### Requirement
In the records below, find every line with the word "QueryParam" and copy it.

### Given information
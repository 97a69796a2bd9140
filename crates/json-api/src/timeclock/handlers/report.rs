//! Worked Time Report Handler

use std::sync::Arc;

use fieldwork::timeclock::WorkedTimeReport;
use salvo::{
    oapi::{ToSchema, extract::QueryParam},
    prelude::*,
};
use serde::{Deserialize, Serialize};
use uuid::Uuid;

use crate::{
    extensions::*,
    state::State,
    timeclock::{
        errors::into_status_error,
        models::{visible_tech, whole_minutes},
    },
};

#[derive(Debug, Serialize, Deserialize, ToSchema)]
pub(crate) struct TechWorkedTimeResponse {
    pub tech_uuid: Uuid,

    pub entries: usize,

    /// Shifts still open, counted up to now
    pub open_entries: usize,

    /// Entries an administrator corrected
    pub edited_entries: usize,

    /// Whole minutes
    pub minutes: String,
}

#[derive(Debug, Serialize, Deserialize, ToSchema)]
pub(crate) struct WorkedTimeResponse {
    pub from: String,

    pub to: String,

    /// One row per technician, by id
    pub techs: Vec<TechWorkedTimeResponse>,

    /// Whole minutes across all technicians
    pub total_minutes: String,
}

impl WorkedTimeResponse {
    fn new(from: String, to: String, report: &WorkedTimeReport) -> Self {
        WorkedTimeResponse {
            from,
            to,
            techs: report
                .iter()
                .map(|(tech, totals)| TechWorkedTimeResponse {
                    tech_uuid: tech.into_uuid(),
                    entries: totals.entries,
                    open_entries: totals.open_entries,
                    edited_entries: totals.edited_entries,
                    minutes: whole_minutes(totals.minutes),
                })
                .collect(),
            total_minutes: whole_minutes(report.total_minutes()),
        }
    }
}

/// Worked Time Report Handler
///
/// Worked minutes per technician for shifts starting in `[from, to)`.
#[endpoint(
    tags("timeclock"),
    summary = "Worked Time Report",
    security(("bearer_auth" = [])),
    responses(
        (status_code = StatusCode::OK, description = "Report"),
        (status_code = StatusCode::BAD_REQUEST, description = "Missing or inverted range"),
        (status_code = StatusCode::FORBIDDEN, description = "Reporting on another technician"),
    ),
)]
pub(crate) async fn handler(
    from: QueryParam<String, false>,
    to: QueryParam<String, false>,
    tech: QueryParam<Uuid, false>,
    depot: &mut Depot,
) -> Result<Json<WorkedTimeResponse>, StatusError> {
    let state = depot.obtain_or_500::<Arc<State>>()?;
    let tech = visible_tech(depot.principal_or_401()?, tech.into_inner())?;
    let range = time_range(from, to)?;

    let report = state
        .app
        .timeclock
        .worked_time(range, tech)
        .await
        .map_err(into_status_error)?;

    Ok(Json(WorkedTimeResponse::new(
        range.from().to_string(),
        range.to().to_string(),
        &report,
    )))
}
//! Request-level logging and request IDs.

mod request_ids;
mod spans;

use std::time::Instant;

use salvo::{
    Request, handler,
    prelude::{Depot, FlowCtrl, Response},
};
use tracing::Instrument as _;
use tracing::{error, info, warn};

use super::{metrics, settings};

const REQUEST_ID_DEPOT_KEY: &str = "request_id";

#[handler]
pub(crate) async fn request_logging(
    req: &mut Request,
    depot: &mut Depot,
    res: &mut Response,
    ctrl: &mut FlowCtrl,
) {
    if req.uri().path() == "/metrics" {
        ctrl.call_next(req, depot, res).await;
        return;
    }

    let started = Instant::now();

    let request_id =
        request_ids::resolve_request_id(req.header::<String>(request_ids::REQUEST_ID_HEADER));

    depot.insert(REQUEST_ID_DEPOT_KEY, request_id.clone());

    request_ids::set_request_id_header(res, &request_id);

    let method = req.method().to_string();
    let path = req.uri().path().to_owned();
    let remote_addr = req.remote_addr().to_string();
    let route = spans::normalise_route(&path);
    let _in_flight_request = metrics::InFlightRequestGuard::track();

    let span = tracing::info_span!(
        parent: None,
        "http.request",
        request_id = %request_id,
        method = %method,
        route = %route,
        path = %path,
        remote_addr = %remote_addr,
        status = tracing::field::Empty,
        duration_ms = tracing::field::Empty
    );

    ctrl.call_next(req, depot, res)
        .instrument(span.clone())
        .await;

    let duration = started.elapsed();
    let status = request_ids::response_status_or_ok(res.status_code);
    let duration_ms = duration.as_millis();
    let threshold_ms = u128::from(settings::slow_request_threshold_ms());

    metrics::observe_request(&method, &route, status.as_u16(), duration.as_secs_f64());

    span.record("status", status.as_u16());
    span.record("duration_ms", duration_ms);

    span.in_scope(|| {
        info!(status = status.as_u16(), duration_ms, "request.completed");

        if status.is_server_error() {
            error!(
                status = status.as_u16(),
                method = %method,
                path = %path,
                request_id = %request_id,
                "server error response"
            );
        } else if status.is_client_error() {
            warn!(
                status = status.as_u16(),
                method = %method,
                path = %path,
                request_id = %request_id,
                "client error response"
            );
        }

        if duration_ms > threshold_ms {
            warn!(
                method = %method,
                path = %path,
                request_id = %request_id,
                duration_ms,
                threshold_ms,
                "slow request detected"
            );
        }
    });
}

### Exercise result
    oapi::{ToSchema, extract::QueryParam},
    from: QueryParam<String, false>,
    to: QueryParam<String, false>,
    tech: QueryParam<Uuid, false>,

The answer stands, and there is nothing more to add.